Exercise aim: All lines holding the word "FlightController" should be located in the records and copied.

※

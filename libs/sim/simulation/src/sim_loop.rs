// This file is part of QuadSim.
//
// QuadSim is free software: you can redistribute it and/or modify
// it under the terms of the GNU General Public License as published by
// the Free Software Foundation, either version 3 of the License, or
// (at your option) any later version.
//
// QuadSim is distributed in the hope that it will be useful,
// but WITHOUT ANY WARRANTY; without even the implied warranty of
// MERCHANTABILITY or FITNESS FOR A PARTICULAR PURPOSE.  See the
// GNU General Public License for more details.
//
// You should have received a copy of the GNU General Public License
// along with QuadSim.  If not, see <http://www.gnu.org/licenses/>.
use crate::{SimulationError, SimulationOpts};
use airframe::VehicleConfig;
use flight_controller::FlightController;
use flight_dynamics::Integrator;
use log::{error, info, trace};
use pacing::{Pacer, TimeStep};
use pilot::CommandSlot;
use std::{
    sync::{
        atomic::{AtomicBool, Ordering},
        Arc,
    },
    thread::{self, JoinHandle},
};
use telemetry::{SnapshotPublisher, SnapshotThrottle, TelemetrySnapshot};
use vehicle_state::VehicleState;

#[derive(Clone, Copy, Debug, PartialEq, Eq)]
pub enum Phase {
    Idle,
    Running,
    Stopped,
}

#[derive(Clone, Copy, Debug, PartialEq)]
pub struct RunSummary {
    pub steps: u64,
    pub elapsed: f64,
    pub published: u64,
    pub replaced: u64,
    pub resyncs: u64,
}

/// The fixed-step pipeline: command, control, mix, integrate, publish.
pub struct SimulationLoop {
    phase: Phase,
    state: VehicleState,
    clock: TimeStep,
    integrator: Integrator,
    controller: Box<dyn FlightController>,
    commands: CommandSlot,
    publisher: SnapshotPublisher,
    throttle: SnapshotThrottle,
    stop: Arc<AtomicBool>,
    step_limit: Option<u64>,
    realtime: bool,
}

impl SimulationLoop {
    /// Largest accepted timestep, in seconds.
    pub const MAX_TIMESTEP: f64 = 1.;

    pub fn new(
        config: VehicleConfig,
        controller: Box<dyn FlightController>,
        commands: CommandSlot,
        publisher: SnapshotPublisher,
        opts: &SimulationOpts,
    ) -> Result<Self, SimulationError> {
        if !(opts.dt.is_finite() && opts.dt > 0. && opts.dt <= Self::MAX_TIMESTEP) {
            return Err(SimulationError::InvalidTimestep(opts.dt));
        }
        Ok(Self {
            phase: Phase::Idle,
            state: VehicleState::at_rest(),
            clock: TimeStep::new(opts.dt),
            integrator: Integrator::new(config),
            controller,
            commands,
            publisher,
            throttle: SnapshotThrottle::new(opts.telemetry_every),
            stop: Arc::new(AtomicBool::new(false)),
            step_limit: opts.step_limit(),
            realtime: opts.realtime(),
        })
    }

    pub fn phase(&self) -> Phase {
        self.phase
    }

    pub fn state(&self) -> &VehicleState {
        &self.state
    }

    pub fn elapsed(&self) -> f64 {
        self.clock.elapsed()
    }

    pub fn steps(&self) -> u64 {
        self.clock.count()
    }

    /// The slot the loop reads each step. Input handlers hold a clone of it;
    /// a pilot reset is `CommandSlot::reset` and leaves the vehicle and the
    /// clock alone.
    pub fn commands(&self) -> &CommandSlot {
        &self.commands
    }

    /// Setting the returned flag ends `run` at the next cycle boundary.
    pub fn stop_handle(&self) -> Arc<AtomicBool> {
        self.stop.clone()
    }

    pub fn start(&mut self) {
        self.state = VehicleState::at_rest();
        self.clock.reset();
        self.throttle.reset();
        self.controller.reset();
        self.phase = Phase::Running;
        info!("simulation started with dt={}s", self.clock.dt());
    }

    pub fn step(&mut self) -> Result<(), SimulationError> {
        if self.phase != Phase::Running {
            return Err(SimulationError::NotRunning(self.phase));
        }
        let command = self.commands.latest();
        let speeds = self
            .controller
            .motor_speeds(&command, &self.state, &self.clock);
        let next = self.integrator.step(&self.state, &speeds, self.clock.dt());
        if !next.is_finite() {
            let err = SimulationError::NonFinite {
                step: self.clock.count(),
                elapsed: self.clock.elapsed(),
                state: next,
            };
            error!("{}", err);
            self.phase = Phase::Stopped;
            return Err(err);
        }
        self.state = next;
        self.clock.advance();
        trace!("t={:.2} {}", self.clock.elapsed(), self.state);

        if self.throttle.tick() {
            self.publisher.publish(TelemetrySnapshot::from_state(
                &self.state,
                self.clock.elapsed(),
            ));
        }
        Ok(())
    }

    /// Runs until stopped, the step limit is reached, or a step fails.
    /// Starts the simulation first if it is still idle.
    pub fn run(&mut self, mut pacer: Option<Pacer>) -> Result<RunSummary, SimulationError> {
        if self.phase == Phase::Idle {
            self.start();
        }
        while !self.stop.load(Ordering::Relaxed) {
            if let Some(limit) = self.step_limit {
                if self.clock.count() >= limit {
                    break;
                }
            }
            self.step()?;
            if let Some(pacer) = pacer.as_mut() {
                pacer.wait();
            }
        }
        self.phase = Phase::Stopped;
        let summary = RunSummary {
            steps: self.clock.count(),
            elapsed: self.clock.elapsed(),
            published: self.publisher.published(),
            replaced: self.publisher.replaced(),
            resyncs: pacer.map(|p| p.resyncs()).unwrap_or(0),
        };
        info!(
            "simulation stopped after {} steps ({:.2}s simulated)",
            summary.steps, summary.elapsed
        );
        Ok(summary)
    }

    /// Runs on a dedicated thread, paced to the wall clock unless real time
    /// was turned off.
    pub fn spawn(
        mut self,
    ) -> Result<JoinHandle<Result<RunSummary, SimulationError>>, SimulationError> {
        Ok(thread::Builder::new()
            .name("simulation".to_owned())
            .spawn(move || {
                let pacer = if self.realtime {
                    Some(Pacer::new(self.clock.step_duration()))
                } else {
                    None
                };
                self.run(pacer)
            })?)
    }
}
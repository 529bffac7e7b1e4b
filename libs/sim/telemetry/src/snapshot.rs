// This file is part of QuadSim.
//
// QuadSim is free software: you can redistribute it and/or modify
// it under the terms of the GNU General Public License as published by
// the Free Software Foundation, either version 3 of the License, or
// (at your option) any later version.
//
// QuadSim is distributed in the hope that it will be useful,
// but WITHOUT ANY WARRANTY; without even the implied warranty of
// MERCHANTABILITY or FITNESS FOR A PARTICULAR PURPOSE.  See the
// GNU General Public License for more details.
//
// You should have received a copy of the GNU General Public License
// along with QuadSim.  If not, see <http://www.gnu.org/licenses/>.
use json::JsonValue;
use physical_constants::{round_to_decimals, TELEMETRY_DECIMALS};
use std::num::NonZeroU32;
use vehicle_state::VehicleState;

/// Pose of the vehicle as published to observers: position then Euler
/// angles, each rounded for the wire.
#[derive(Clone, Copy, Debug, Default, PartialEq)]
pub struct TelemetrySnapshot {
    data: [f64; 6],
    elapsed: f64,
}

impl TelemetrySnapshot {
    pub fn from_state(state: &VehicleState, elapsed: f64) -> Self {
        let p = state.position;
        let a = state.attitude;
        let mut data = [p.x, p.y, p.z, a.x, a.y, a.z];
        for v in data.iter_mut() {
            *v = round_to_decimals(*v, TELEMETRY_DECIMALS);
        }
        Self { data, elapsed }
    }

    pub fn data(&self) -> &[f64; 6] {
        &self.data
    }

    pub fn position(&self) -> [f64; 3] {
        [self.data[0], self.data[1], self.data[2]]
    }

    pub fn attitude(&self) -> [f64; 3] {
        [self.data[3], self.data[4], self.data[5]]
    }

    /// Simulated time at which the snapshot was taken. Not sent on the wire.
    pub fn elapsed(&self) -> f64 {
        self.elapsed
    }

    pub fn to_json(&self) -> JsonValue {
        let mut value = JsonValue::new_object();
        value["data"] = self.data.to_vec().into();
        value
    }

    pub fn encode(&self) -> String {
        self.to_json().dump()
    }
}

/// Lets one in every `every` steps through.
#[derive(Clone, Copy, Debug)]
pub struct SnapshotThrottle {
    every: NonZeroU32,
    since: u32,
}

impl SnapshotThrottle {
    pub fn new(every: NonZeroU32) -> Self {
        Self { every, since: 0 }
    }

    pub fn every(&self) -> NonZeroU32 {
        self.every
    }

    /// Count a step; true when this step should be published.
    pub fn tick(&mut self) -> bool {
        self.since += 1;
        if self.since >= self.every.get() {
            self.since = 0;
            true
        } else {
            false
        }
    }

    pub fn reset(&mut self) {
        self.since = 0;
    }
}

#[cfg(test)]
mod tests {
    use super::*;
    use anyhow::Result;
    use approx::assert_relative_eq;
    use nalgebra::Vector3;

    #[test]
    fn test_snapshot_rounds() {
        let mut state = VehicleState::at_rest();
        state.position = Vector3::new(1.234_56, -0.000_01, 5.);
        state.attitude = Vector3::new(0.1, -0.123_449, 3.141_592_6);
        let snap = TelemetrySnapshot::from_state(&state, 1.5);
        assert_relative_eq!(snap.data()[0], 1.234_6);
        assert_eq!(snap.data()[1], 0.);
        assert_relative_eq!(snap.data()[4], -0.123_4);
        assert_relative_eq!(snap.data()[5], 3.141_6);
        assert_eq!(snap.elapsed(), 1.5);
    }

    #[test]
    fn test_wire_format() -> Result<()> {
        let mut state = VehicleState::at_rest();
        state.position = Vector3::new(1., 2., 3.5);
        state.attitude.z = 0.25;
        let text = TelemetrySnapshot::from_state(&state, 0.).encode();
        let value = json::parse(&text)?;
        assert!(value.is_object());
        assert_eq!(value.len(), 1);
        let data = &value["data"];
        assert_eq!(data.len(), 6);
        let expect = [1., 2., 3.5, 0., 0., 0.25];
        for (i, e) in expect.iter().enumerate() {
            assert_relative_eq!(data[i].as_f64().unwrap_or(f64::NAN), *e);
        }
        Ok(())
    }

    #[test]
    fn test_throttle_every_third() {
        let mut throttle = SnapshotThrottle::new(NonZeroU32::new(3).unwrap());
        let fired = (0..9).map(|_| throttle.tick()).collect::<Vec<_>>();
        assert_eq!(
            fired,
            vec![false, false, true, false, false, true, false, false, true]
        );
    }

    #[test]
    fn test_throttle_every_step() {
        let mut throttle = SnapshotThrottle::new(NonZeroU32::new(1).unwrap());
        assert!((0..5).all(|_| throttle.tick()));
    }
}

※

Response below:
use flight_controller::FlightController;
    controller: Box<dyn FlightController>,
        controller: Box<dyn FlightController>,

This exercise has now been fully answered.